Based on the proposed model, the scale-free network plays a key and central role and scale-free networks can be categorized into several classes. First, the scale-free networks can be divided into two types, optimal and non-optimal. Optimal scale-free networks include the ultra small-world, small-world, compact and fractal networks, which are controlled by the average shortest path length constraint. Outside of the optimal scale-free networks but in the Pareto front, there are the Delta-distribution and regular networks. Regarding the non-optimal scale-free networks, there are community-structure networks and transitional forms between optimal scale-free networks and community-structure networks. Moreover, scale-free networks can be classified by an exponent. When the exponent is larger than 1, the resulting networks are scale-free. However, when the exponent equals 1, the networks can be random.

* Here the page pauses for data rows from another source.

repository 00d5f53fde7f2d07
pub mod shapes;
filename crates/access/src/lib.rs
//! Allow-list access control for the export gateway.
//!
//! Two independently persisted identifier sets (authorized users, authorized
//! channels) gate every export. Membership is explicit: an empty allow-list
//! denies everyone, so both sets must be populated before the gateway will
//! export anything.

pub mod error;
pub mod gate;
pub mod identifier;
pub mod store;

pub use {
    error::{Error, Result},
    gate::{Access, AccessGate, DenyReason},
    identifier::IdKind,
    store::AllowListStore,
};
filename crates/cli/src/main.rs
mod access_commands;

use {
    clap::{Parser, Subcommand},
    tracing::info,
    tracing_subscriber::{EnvFilter, fmt, layer::SubscriberExt, util::SubscriberInitExt},
};

#[derive(Parser)]
#[command(name = "chanlog", about = "chanlog: Slack channel-history exporter")]
struct Cli {
    #[command(subcommand)]
    command: Option<Commands>,

    /// Log level (trace, debug, info, warn, error).
    #[arg(long, global = true, default_value = "info")]
    log_level: String,

    /// Output logs as JSON instead of human-readable.
    #[arg(long, global = true, default_value_t = false)]
    json_logs: bool,
}

#[derive(Subcommand)]
enum Commands {
    /// Start the gateway server (default when no subcommand is provided).
    Serve,
    /// Allow-list management against the gateway's data directory.
    Access {
        #[command(subcommand)]
        action: access_commands::AccessAction,
    },
}

fn init_telemetry(cli: &Cli) {
    let filter =
        EnvFilter::try_from_default_env().unwrap_or_else(|_| EnvFilter::new(&cli.log_level));

    let registry = tracing_subscriber::registry().with(filter);

    if cli.json_logs {
        registry
            .with(fmt::layer().json().with_target(true).with_thread_ids(false))
            .init();
    } else {
        registry
            .with(
                fmt::layer()
                    .with_target(false)
                    .with_thread_ids(false)
                    .with_ansi(true),
            )
            .init();
    }
}

#[tokio::main]
async fn main() -> anyhow::Result<()> {
    dotenvy::dotenv().ok();
    let cli = Cli::parse();
    init_telemetry(&cli);

    match cli.command {
        // Default: serve when no subcommand is provided.
        None | Some(Commands::Serve) => {
            info!(version = env!("CARGO_PKG_VERSION"), "chanlog starting");
            let config = chanlog_config::discover_and_load();
            chanlog_gateway::start_gateway(&config).await
        },
        Some(Commands::Access { action }) => access_commands::handle_access(action).await,
    }
}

In general, we demonstrated that a simple model can produce many common types of complex networks, including scale-free, small-world, ultra small-world, community-structure, compact, fractal, Delta-distribution, regular and random networks in this paper. Our results indicate that three key measures can determine many types of complex networks. Moreover, because these types originate from the same model, their relationships can be illustrated under the framework of the proposed model.

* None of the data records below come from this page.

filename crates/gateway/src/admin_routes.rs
//! Operator CRUD over the allow-lists.
//!
//! Unlike the webhook surface there is no callback-URL indirection here, so
//! failures propagate as ordinary structured HTTP errors.

use axum::{
    Json,
    extract::{Path, State},
    http::StatusCode,
    response::{IntoResponse, Response},
};

use chanlog_access::{Error as AccessError, IdKind};

use crate::state::AppState;

const fn list_key(kind: IdKind) -> &'static str {
    match kind {
        IdKind::User => "allowed_users",
        IdKind::Channel => "allowed_channels",
    }
}

const fn body_field(kind: IdKind) -> &'static str {
    match kind {
        IdKind::User => "user_id",
        IdKind::Channel => "channel_id",
    }
}

const fn noun(kind: IdKind) -> &'static str {
    match kind {
        IdKind::User => "User",
        IdKind::Channel => "Channel",
    }
}

pub async fn list_users(State(state): State<AppState>) -> Response {
    list(state, IdKind::User).await
}

pub async fn list_channels(State(state): State<AppState>) -> Response {
    list(state, IdKind::Channel).await
}

pub async fn add_user(State(state): State<AppState>, Json(body): Json<serde_json::Value>) -> Response {
    add(state, IdKind::User, &body).await
}

pub async fn add_channel(
    State(state): State<AppState>,
    Json(body): Json<serde_json::Value>,
) -> Response {
    add(state, IdKind::Channel, &body).await
}

pub async fn remove_user(State(state): State<AppState>, Path(id): Path<String>) -> Response {
    remove(state, IdKind::User, &id).await
}

pub async fn remove_channel(State(state): State<AppState>, Path(id): Path<String>) -> Response {
    remove(state, IdKind::Channel, &id).await
}

/// Combined snapshot of both allow-lists.
pub async fn status(State(state): State<AppState>) -> Response {
    let users = match state.allow_lists.list(IdKind::User).await {
        Ok(users) => users,
        Err(e) => return internal_error(&e),
    };
    let channels = match state.allow_lists.list(IdKind::Channel).await {
        Ok(channels) => channels,
        Err(e) => return internal_error(&e),
    };
    Json(serde_json::json!({
        "user_count": users.len(),
        "channel_count": channels.len(),
        "allowed_users": users,
        "allowed_channels": channels,
    }))
    .into_response()
}

async fn list(state: AppState, kind: IdKind) -> Response {
    match state.allow_lists.list(kind).await {
        Ok(items) => Json(serde_json::json!({
            "count": items.len(),
            list_key(kind): items,
        }))
        .into_response(),
        Err(e) => internal_error(&e),
    }
}

async fn add(state: AppState, kind: IdKind, body: &serde_json::Value) -> Response {
    let field = body_field(kind);
    let Some(id) = body.get(field).and_then(serde_json::Value::as_str) else {
        return (
            StatusCode::BAD_REQUEST,
            Json(serde_json::json!({ "error": format!("{field} is required") })),
        )
            .into_response();
    };

    match state.allow_lists.add(kind, id).await {
        Ok(()) => mutation_ok(state, kind, id, "added").await,
        Err(e @ AccessError::InvalidFormat { .. }) => (
            StatusCode::BAD_REQUEST,
            Json(serde_json::json!({ "success": false, "error": e.to_string() })),
        )
            .into_response(),
        Err(e) => internal_error(&e),
    }
}

async fn remove(state: AppState, kind: IdKind, id: &str) -> Response {
    match state.allow_lists.remove(kind, id).await {
        Ok(()) => mutation_ok(state, kind, id, "removed").await,
        Err(AccessError::NotFound { .. }) => (
            StatusCode::NOT_FOUND,
            Json(serde_json::json!({
                "success": false,
                "error": format!("{} {id} not found", noun(kind)),
            })),
        )
            .into_response(),
        Err(e) => internal_error(&e),
    }
}

/// Successful mutations echo the updated list back to the operator.
async fn mutation_ok(state: AppState, kind: IdKind, id: &str, verb: &str) -> Response {
    match state.allow_lists.list(kind).await {
        Ok(items) => Json(serde_json::json!({
            "success": true,
            "message": format!("{} {id} {verb} successfully", noun(kind)),
            list_key(kind): items,
        }))
        .into_response(),
        Err(e) => internal_error(&e),
    }
}

fn internal_error(e: &AccessError) -> Response {
    tracing::error!(error = %e, "allow-list operation failed");
    (
        StatusCode::INTERNAL_SERVER_ERROR,
        Json(serde_json::json!({ "error": e.to_string() })),
    )
        .into_response()
}
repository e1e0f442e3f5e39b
//! Gateway: the HTTP surface of the exporter.
//!
//! Lifecycle:
//! 1. Load + validate config
//! 2. Open the allow-list store and seed empty records
//! 3. Wire the Slack collaborators into the export pipeline
//! 4. Serve webhooks, downloads, and the admin API
//!
//! Webhook handlers always acknowledge with 200 before the pipeline
//! finishes; export outcomes travel through the caller's response URL.

pub mod admin_routes;
pub mod download_routes;
pub mod server;
pub mod state;
pub mod webhook_routes;

pub use {
    server::{build_app, start_gateway},
    state::AppState,
};
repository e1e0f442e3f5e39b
//! Export pipeline: one slash-command request in, one single-use download
//! link out.
//!
//! The pipeline authorizes the requester against the allow-lists, fetches
//! history (and thread replies) from the messaging API through the
//! [`service::ConversationSource`] seam, renders a text transcript or raw
//! JSON, persists the artifact, and reports progress and the final link to
//! the caller-supplied callback URL. Webhook parsing and HTTP live in the
//! gateway crate.

pub mod error;
pub mod pipeline;
pub mod render;
pub mod request;
pub mod service;

pub use {
    error::{Error, Result},
    pipeline::ExportPipeline,
    request::{ExportKind, ExportMode, ExportRequest, MalformedRequest},
    service::{ConversationSource, Notifier},
};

The proposed model brings a new perspective for understanding the complex networks and a new paradigm for distinguishing the explanations of origins and mechanisms. When the proposed model is used to describe a certain complex network, it provides only one explanation on the origin and leaves the explanations of the mechanisms to the optimisation algorithms. For instance, if we use a genetic algorithm to solve the proposed model, then the genetic mechanism (or evolutionary mechanism) can be regarded as the mechanism of the modeled complex network. That is, the mechanisms of complex networks can be diverse while still representing similar phenomena.

Besides, physicists have used the optimisation to explain the world for centuries, for examples, the Fermat principle and the principle of minimum free energy etc.. Here our model is another example. By the optimisation method, we can characterize all the traits and their combinations, so the optimisation provides a universal method to model the real-world networks such as the Internet, WWW and protein-interaction networks. The ideal modeling networks generated by this universal method are useful of exploring the dynamics on complex networks, such as the synchronization, epidemic spreading and gaming.

Methods

This paper first proposed an optimisation model based on three commonly used measures, i.e., the node degree, the edge degree and the average shortest path length. To solve this optimisation model, an algorithm with the greedy strategy was proposed. To obtain complex networks with larger sizes, a fast but specific algorithm was proposed. When solved this optimisation model, complex networks with different traits were obtained. According to the parameter settings of the proposed model, the relationships of traits of complex networks were illustrated. The details please refer to the SI.